-- Problem statement --
Having found the line that contains "partition_atom(iatom, atomic_grid, *dist, basis, params)", please retype only it and every line after it up to the end of the entries, exactly as written.

-- Data excerpts --
============================================================

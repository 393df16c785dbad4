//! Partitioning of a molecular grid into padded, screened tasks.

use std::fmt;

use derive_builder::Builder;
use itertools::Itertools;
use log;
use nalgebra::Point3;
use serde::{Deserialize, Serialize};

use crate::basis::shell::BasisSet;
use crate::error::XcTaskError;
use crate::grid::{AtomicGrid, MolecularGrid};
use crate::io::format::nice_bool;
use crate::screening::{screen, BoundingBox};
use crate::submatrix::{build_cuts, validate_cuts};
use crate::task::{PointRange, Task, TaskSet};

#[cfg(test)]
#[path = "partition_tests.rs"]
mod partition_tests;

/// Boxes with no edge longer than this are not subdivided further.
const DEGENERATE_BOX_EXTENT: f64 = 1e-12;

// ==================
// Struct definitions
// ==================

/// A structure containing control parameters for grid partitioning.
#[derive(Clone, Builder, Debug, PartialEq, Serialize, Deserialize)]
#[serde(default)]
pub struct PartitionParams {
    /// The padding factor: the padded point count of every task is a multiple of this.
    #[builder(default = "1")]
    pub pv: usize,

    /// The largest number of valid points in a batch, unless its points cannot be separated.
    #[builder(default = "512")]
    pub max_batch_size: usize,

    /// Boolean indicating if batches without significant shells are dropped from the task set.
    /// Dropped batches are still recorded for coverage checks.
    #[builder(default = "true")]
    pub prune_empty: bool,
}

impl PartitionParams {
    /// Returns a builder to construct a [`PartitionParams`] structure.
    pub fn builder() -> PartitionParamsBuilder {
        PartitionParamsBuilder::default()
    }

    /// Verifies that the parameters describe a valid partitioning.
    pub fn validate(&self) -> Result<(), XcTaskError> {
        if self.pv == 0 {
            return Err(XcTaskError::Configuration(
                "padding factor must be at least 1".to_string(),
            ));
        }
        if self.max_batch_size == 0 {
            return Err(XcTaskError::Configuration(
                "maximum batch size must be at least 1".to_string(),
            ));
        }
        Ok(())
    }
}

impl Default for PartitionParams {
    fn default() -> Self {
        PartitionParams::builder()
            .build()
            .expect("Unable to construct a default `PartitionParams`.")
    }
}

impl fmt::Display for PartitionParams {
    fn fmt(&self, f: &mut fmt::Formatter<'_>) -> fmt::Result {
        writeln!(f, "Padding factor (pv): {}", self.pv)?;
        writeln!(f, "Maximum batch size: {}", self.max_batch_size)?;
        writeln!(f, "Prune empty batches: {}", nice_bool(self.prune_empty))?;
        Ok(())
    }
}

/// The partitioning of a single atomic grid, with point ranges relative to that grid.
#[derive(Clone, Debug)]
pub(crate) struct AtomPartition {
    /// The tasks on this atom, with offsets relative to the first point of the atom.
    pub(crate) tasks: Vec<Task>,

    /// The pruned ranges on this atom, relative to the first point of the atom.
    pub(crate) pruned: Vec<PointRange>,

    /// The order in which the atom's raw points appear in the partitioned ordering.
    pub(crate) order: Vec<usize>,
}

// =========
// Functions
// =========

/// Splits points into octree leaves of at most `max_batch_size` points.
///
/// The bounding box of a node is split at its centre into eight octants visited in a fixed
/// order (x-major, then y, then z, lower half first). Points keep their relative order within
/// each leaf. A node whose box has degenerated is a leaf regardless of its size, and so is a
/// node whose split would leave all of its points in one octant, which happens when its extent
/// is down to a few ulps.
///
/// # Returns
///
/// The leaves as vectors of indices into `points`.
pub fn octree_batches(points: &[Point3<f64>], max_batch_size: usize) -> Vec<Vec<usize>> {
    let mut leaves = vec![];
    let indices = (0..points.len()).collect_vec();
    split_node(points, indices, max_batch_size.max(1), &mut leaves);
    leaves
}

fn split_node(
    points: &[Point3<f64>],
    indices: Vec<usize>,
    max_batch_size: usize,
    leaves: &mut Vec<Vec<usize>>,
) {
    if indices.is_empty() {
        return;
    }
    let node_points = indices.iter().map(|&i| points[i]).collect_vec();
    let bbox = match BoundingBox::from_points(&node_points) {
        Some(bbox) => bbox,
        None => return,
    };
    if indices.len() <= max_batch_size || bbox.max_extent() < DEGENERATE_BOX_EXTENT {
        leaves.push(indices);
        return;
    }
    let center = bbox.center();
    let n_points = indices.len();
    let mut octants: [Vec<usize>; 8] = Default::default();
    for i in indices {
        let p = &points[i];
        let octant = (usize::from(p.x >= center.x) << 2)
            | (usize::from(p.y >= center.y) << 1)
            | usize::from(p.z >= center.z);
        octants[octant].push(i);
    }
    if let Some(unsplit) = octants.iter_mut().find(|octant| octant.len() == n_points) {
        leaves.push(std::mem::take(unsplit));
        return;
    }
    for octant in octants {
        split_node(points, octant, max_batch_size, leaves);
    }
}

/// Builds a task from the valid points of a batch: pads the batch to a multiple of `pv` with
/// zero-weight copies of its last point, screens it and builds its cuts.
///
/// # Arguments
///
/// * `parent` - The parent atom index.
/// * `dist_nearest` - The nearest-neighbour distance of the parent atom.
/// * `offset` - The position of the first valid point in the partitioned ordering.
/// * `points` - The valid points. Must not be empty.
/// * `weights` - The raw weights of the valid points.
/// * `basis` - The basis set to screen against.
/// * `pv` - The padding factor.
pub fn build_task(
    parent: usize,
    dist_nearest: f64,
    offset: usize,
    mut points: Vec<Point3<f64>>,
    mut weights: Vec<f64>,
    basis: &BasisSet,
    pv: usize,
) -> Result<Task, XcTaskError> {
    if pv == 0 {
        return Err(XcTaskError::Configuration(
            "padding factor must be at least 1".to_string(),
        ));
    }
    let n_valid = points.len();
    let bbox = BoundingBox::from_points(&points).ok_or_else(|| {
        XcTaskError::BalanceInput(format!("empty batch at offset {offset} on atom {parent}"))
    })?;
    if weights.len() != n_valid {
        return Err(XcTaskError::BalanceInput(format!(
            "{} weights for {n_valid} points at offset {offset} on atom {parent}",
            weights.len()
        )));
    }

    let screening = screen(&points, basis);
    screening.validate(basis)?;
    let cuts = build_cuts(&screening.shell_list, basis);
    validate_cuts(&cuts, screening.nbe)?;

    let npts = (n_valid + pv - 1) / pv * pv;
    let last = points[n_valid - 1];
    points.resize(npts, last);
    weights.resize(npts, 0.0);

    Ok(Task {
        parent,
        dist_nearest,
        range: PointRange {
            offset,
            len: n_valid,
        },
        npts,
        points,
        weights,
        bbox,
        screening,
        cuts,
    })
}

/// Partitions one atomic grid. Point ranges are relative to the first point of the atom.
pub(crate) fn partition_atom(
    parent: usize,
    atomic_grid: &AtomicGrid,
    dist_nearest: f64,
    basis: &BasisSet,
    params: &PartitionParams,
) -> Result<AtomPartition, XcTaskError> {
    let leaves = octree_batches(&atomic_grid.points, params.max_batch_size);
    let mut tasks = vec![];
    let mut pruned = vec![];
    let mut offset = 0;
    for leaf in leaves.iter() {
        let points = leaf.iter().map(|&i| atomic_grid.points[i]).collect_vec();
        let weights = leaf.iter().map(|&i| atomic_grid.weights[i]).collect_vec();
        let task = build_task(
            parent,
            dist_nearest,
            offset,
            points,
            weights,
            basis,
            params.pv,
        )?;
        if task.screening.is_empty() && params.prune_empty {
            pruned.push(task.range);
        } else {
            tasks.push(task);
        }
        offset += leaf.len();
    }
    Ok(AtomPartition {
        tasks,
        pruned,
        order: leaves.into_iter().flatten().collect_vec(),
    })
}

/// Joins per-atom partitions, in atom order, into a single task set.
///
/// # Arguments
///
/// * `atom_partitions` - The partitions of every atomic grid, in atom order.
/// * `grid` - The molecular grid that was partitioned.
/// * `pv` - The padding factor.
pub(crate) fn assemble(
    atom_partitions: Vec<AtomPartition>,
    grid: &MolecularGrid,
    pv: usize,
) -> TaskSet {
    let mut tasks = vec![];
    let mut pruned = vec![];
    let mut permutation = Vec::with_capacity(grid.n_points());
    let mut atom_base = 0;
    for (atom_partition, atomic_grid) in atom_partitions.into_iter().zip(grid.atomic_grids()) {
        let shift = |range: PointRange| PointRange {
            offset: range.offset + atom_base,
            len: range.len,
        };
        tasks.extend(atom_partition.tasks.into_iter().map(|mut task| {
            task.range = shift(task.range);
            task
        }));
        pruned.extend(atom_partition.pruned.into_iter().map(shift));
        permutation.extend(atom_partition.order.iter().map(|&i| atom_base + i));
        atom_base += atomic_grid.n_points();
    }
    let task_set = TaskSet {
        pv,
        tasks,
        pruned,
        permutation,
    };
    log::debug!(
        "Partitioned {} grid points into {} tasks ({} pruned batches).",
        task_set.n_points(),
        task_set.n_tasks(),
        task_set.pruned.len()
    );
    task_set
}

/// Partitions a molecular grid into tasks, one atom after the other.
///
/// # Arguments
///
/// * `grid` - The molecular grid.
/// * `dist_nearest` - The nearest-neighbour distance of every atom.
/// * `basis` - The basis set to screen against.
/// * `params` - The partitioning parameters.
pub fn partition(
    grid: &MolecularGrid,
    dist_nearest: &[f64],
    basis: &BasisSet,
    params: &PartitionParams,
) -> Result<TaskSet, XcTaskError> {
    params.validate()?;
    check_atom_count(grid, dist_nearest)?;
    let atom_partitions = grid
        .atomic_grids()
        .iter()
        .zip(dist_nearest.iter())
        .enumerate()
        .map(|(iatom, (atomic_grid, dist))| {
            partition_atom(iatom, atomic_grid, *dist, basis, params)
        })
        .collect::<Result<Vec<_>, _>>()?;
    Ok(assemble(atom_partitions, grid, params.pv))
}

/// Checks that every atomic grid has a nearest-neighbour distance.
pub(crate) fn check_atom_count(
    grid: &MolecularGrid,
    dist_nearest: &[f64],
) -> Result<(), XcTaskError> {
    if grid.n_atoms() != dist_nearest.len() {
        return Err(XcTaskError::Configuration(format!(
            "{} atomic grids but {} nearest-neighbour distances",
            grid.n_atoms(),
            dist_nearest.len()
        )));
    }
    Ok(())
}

============================================================

-- Final answer --
            partition_atom(iatom, atomic_grid, *dist, basis, params)
        })
        .collect::<Result<Vec<_>, _>>()?;
    Ok(assemble(atom_partitions, grid, params.pv))
}

/// Checks that every atomic grid has a nearest-neighbour distance.
pub(crate) fn check_atom_count(
    grid: &MolecularGrid,
    dist_nearest: &[f64],
) -> Result<(), XcTaskError> {
    if grid.n_atoms() != dist_nearest.len() {
        return Err(XcTaskError::Configuration(format!(
            "{} atomic grids but {} nearest-neighbour distances",
            grid.n_atoms(),
            dist_nearest.len()
        )));
    }
    Ok(())
}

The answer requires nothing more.